One of the most common objections to the Christian faith has nothing to do with the origin of the Bible, God, or creation. It has to do with Christians. Basically it can be summed up as, “If the Bible is the guide book for the Christian then why are there so many types of Christians who disagree about what the Bible teaches on so many different areas?” The charge is simple, if you can make the Bible say anything you want it to say, then the Bible must not be clear. It cannot be understood. Therefore, one person’s interpretation should be just as good as any other’s.

I have to admit, of all the objections to the faith we have reviewed, this is the one with which I most sympathize. And that is simply because it is true. If you gather up six theologians and ask them what the Bible says in a disputable area you are likely to get seven different and sometimes conflicting responses (theologians are not known for their math skills.) It saddens me to see so many different “Christian” groups all using God’s Word to teach and defend doctrines He finds abhorrent. I am not naive enough to believe that every person or group claiming to speak for God actually does but to the secular world we are all the same and the apologist is left to clean up the mess when witnessing to this culture. So let’s unpack this and see how we can respond to the challenge against the Bible’s clarity.

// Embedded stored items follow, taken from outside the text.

use thiserror::Error;

use crate::domain::{LedgerError, TransactionId, ValidationError};

#[derive(Error, Debug)]
pub enum AppError {
    #[error("Invalid transaction: {0}")]
    Validation(#[from] ValidationError),

    #[error("Transaction not found: {0}")]
    TransactionNotFound(TransactionId),

    #[error("Invalid ledger data: {0}")]
    InvalidLedger(String),

    #[error("Serialization error: {0}")]
    Serialization(#[from] serde_json::Error),

    #[error("Storage error: {0}")]
    Storage(#[from] anyhow::Error),
}

impl From<LedgerError> for AppError {
    fn from(error: LedgerError) -> Self {
        match error {
            LedgerError::Validation(error) => AppError::Validation(error),
            LedgerError::NotFound(id) => AppError::TransactionNotFound(id),
            other => AppError::InvalidLedger(other.to_string()),
        }
    }
}
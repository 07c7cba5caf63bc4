// Application layer - the ledger store handle and its reports.
// Clients (the CLI, importers, tests) go through LedgerService and never
// touch the repository or the in-memory ledger directly.

pub mod error;
pub mod reporting;
pub mod service;

pub use error::*;
pub use reporting::*;
pub use service::*;
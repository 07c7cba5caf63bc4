// Allow dead_code because these helpers are used across different test files
// which are compiled separately
#![allow(dead_code)]

use anyhow::Result;
use pocketbook::application::LedgerService;
use pocketbook::domain::{Transaction, TransactionDraft};
use pocketbook::storage::{LEDGER_KEY, Repository};
use tempfile::TempDir;

/// Helper to create a test service with a temporary database
pub async fn test_service() -> Result<(LedgerService, TempDir)> {
    let temp_dir = TempDir::new()?;
    let service = LedgerService::init(&db_path(&temp_dir)).await?;
    Ok((service, temp_dir))
}

pub fn db_path(temp_dir: &TempDir) -> String {
    temp_dir.path().join("test.db").to_str().unwrap().to_string()
}

/// Open a second service over the same database, as a fresh process would.
pub async fn reopen(temp_dir: &TempDir) -> Result<LedgerService> {
    Ok(LedgerService::connect(&db_path(temp_dir)).await?)
}

/// Direct access to the key-value table underneath the service.
pub async fn raw_repo(temp_dir: &TempDir) -> Result<Repository> {
    Repository::connect(&format!("sqlite:{}", db_path(temp_dir))).await
}

/// The JSON currently stored under the ledger key.
pub async fn stored_ledger(temp_dir: &TempDir) -> Result<Option<String>> {
    let repo = raw_repo(temp_dir).await?;
    let raw = repo.get(LEDGER_KEY).await?;
    repo.close().await;
    Ok(raw)
}

/// Test fixture: the salary and rent entries used throughout the scenarios
pub struct SalaryAndRent {
    pub salary: Transaction,
    pub rent: Transaction,
}

impl SalaryAndRent {
    pub async fn create(service: &mut LedgerService) -> Result<Self> {
        let salary = service
            .create_transaction(TransactionDraft::income("Salary", 500000))
            .await?;
        let rent = service
            .create_transaction(TransactionDraft::expense("Rent", 120000))
            .await?;
        Ok(Self { salary, rent })
    }
}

Can you make the Bible say anything you want it to say?

How can anyone take the message of the Bible seriously since one interpretation of the Bible is just as valid as another? This is the charge we are faced with. The hard part about responding to it is it is true. People can, and do, make the Bible say whatever they want. In the past, Scripture has been used to support slavery, prejudice, and is now being used by some to support homosexuality. How do people do this? It is easy when you ignore basic rules of interpretation.

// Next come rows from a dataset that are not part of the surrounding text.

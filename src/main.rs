use anyhow::Result;
use clap::Parser;
use pocketbook::cli::Cli;
use tracing_subscriber::{EnvFilter, layer::SubscriberExt, util::SubscriberInitExt};

#[tokio::main]
async fn main() -> Result<()> {
    let cli = Cli::parse();
    setup_logging(cli.verbose);
    cli.run().await
}

/// Log to stderr so command output on stdout stays clean.
/// `RUST_LOG` wins over `--verbose`.
fn setup_logging(verbose: bool) {
    let default_level = if verbose { "pocketbook=debug" } else { "warn" };
    let filter =
        EnvFilter::try_from_default_env().unwrap_or_else(|_| EnvFilter::new(default_level));

    tracing_subscriber::registry()
        .with(filter)
        .with(
            tracing_subscriber::fmt::layer()
                .with_writer(std::io::stderr)
                .with_target(false),
        )
        .init();
}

The Bible is the Word of God.

Before we get into the particulars of interpretation it is helpful to reemphasize our baseline presuppositions. Our first, and main, presupposition is that the Bible is the Word of God. Scripture is breathed out by God (2 Timothy 3:16) via a process we call inspiration. God has communicated to us a specific message of truth, using written language as the Holy Spirit “carried along” the human authors (2 Peter 1:20-21) This is significant; God did not communicate truth to us by giving us “holy stones.” How would you interpret a stone? However, because God wrote us a book choosing the right words, making the right sentences, following the rules of written language we can interpret what God has written. Scripture is clear in that it was meant to be understood
John 20:31 – “but these are written so that you may believe that Jesus is the Christ, the Son of God, and that by believing you may have life in his name.”
Luke 1:4 – “that you may have certainty concerning the things you have been taught.
Mark 12:24 – “Jesus replied, “Are you not in error because you do not know the Scriptures or the power of God?”
1 John 5:13 – “I write these things to you who believe in the name of the Son of God so that you may know that you have eternal life.”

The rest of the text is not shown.